Collected data entries:
=== Begin Enclosure ===

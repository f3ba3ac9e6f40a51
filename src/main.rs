mod predict;
mod web;

use clap::{Parser, Subcommand};
use std::process::ExitCode;

use crate::predict::{
    compute_round, CatalogStore, PassKind, SatPass, SearchParameters, TleLoader,
};
use crate::web::Config;

#[derive(Parser)]
#[command(name = "passwatch")]
#[command(about = "Satellite pass prediction for amateur ground stations")]
struct Cli {
    /// Configuration file
    #[arg(short, long, default_value = "config.yaml")]
    config: String,
    #[command(subcommand)]
    command: Commands,
}

#[derive(Subcommand)]
enum Commands {
    /// Check the configuration and TLE catalog
    Validate,
    /// Print upcoming passes for the configured selection
    Predict {
        /// Hours ahead to search
        #[arg(long)]
        hours: Option<u32>,
        /// Minimum peak elevation in degrees
        #[arg(long, allow_hyphen_values = true)]
        min_elevation: Option<f64>,
        /// Print JSON instead of a table
        #[arg(long)]
        json: bool,
    },
    /// Run the HTTP API
    Serve,
}

#[tokio::main]
async fn main() -> ExitCode {
    env_logger::Builder::from_env(env_logger::Env::default().default_filter_or("info")).init();

    let cli = Cli::parse();

    let config = match Config::from_file(&cli.config) {
        Ok(c) => c,
        Err(e) => {
            eprintln!("Error loading {}: {}", cli.config, e);
            return ExitCode::FAILURE;
        }
    };

    match cli.command {
        Commands::Validate => validate(&config),
        Commands::Predict {
            hours,
            min_elevation,
            json,
        } => predict(&config, hours, min_elevation, json).await,
        Commands::Serve => match web::run_server(config).await {
            Ok(()) => ExitCode::SUCCESS,
            Err(e) => {
                eprintln!("{}", e);
                ExitCode::FAILURE
            }
        },
    }
}

fn load_catalog(config: &Config) -> Option<TleLoader> {
    let mut loader = TleLoader::new(config.predict.tle_folder.clone());
    match loader.load_all() {
        Ok(()) => Some(loader),
        Err(e) => {
            eprintln!("Error loading TLEs: {}", e);
            None
        }
    }
}

fn validate(config: &Config) -> ExitCode {
    let Some(loader) = load_catalog(config) else {
        return ExitCode::FAILURE;
    };

    match config.station.position() {
        Ok(Some(p)) => println!(
            "Station: {:.4}, {:.4}, {} m ({})",
            p.latitude_deg,
            p.longitude_deg,
            p.altitude_m,
            p.qth_locator()
        ),
        Ok(None) => println!("Station: not configured"),
        Err(e) => {
            eprintln!("{}", e);
            return ExitCode::FAILURE;
        }
    }

    let invalid = loader.invalid_entries();
    println!(
        "Catalog: {} satellites, {} with invalid elements",
        loader.len(),
        invalid.len()
    );
    for (info, e) in &invalid {
        println!("  {} ({}): {}", info.name, info.tle_source, e);
    }

    let entries = loader.entries();
    let mut ok = invalid.is_empty();
    println!("Selection: {} satellites", config.predict.selection.len());
    for id in &config.predict.selection {
        match entries.iter().find(|e| e.norad_id == *id) {
            Some(info) => println!("  {} {}", id, info.name),
            None => {
                println!("  {} not in catalog", id);
                ok = false;
            }
        }
    }

    if ok {
        ExitCode::SUCCESS
    } else {
        ExitCode::FAILURE
    }
}

async fn predict(
    config: &Config,
    hours: Option<u32>,
    min_elevation: Option<f64>,
    json: bool,
) -> ExitCode {
    let station = match config.station.position() {
        Ok(Some(p)) => p,
        Ok(None) => {
            eprintln!("No station position configured");
            return ExitCode::FAILURE;
        }
        Err(e) => {
            eprintln!("{}", e);
            return ExitCode::FAILURE;
        }
    };

    let params = match SearchParameters::new(
        chrono::Utc::now(),
        hours.unwrap_or(config.predict.hours_ahead),
        min_elevation.unwrap_or(config.predict.min_elevation),
    ) {
        Ok(p) => p,
        Err(e) => {
            eprintln!("{}", e);
            return ExitCode::FAILURE;
        }
    };

    let Some(loader) = load_catalog(config) else {
        return ExitCode::FAILURE;
    };
    if config.predict.selection.is_empty() {
        eprintln!("No satellites selected");
        return ExitCode::FAILURE;
    }

    let satellites = loader.selected_satellites(&config.predict.selection);
    let passes = compute_round(satellites, station, params).await;

    if json {
        match serde_json::to_string_pretty(&passes) {
            Ok(s) => println!("{}", s),
            Err(e) => {
                eprintln!("Serialization error: {}", e);
                return ExitCode::FAILURE;
            }
        }
    } else {
        print_table(&passes);
    }
    ExitCode::SUCCESS
}

fn print_table(passes: &[SatPass]) {
    if passes.is_empty() {
        println!("No passes");
        return;
    }
    println!(
        "{:<24} {:>6}  {:<20} {:<20} {:>6} {:>6} {:>6}",
        "Satellite", "NORAD", "AOS (UTC)", "LOS (UTC)", "MaxEl", "AosAz", "LosAz"
    );
    for pass in passes {
        match &pass.kind {
            PassKind::NearEarth {
                aos,
                los,
                aos_azimuth_deg,
                los_azimuth_deg,
                max_elevation_deg,
                ..
            } => println!(
                "{:<24} {:>6}  {:<20} {:<20} {:>6.1} {:>6.1} {:>6.1}",
                pass.satellite,
                pass.norad_id,
                aos.format("%Y-%m-%d %H:%M:%S"),
                los.format("%Y-%m-%d %H:%M:%S"),
                max_elevation_deg,
                aos_azimuth_deg,
                los_azimuth_deg
            ),
            PassKind::DeepSpace {
                azimuth_deg,
                elevation_deg,
                range_km,
                ..
            } => println!(
                "{:<24} {:>6}  deep space, az {:.1} el {:.1}, {:.0} km",
                pass.satellite, pass.norad_id, azimuth_deg, elevation_deg, range_km
            ),
        }
    }
}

=== End Enclosure ===

Task brief - Only a number is needed here: how many lines of the data include the word "SatPass"?

Response area - 2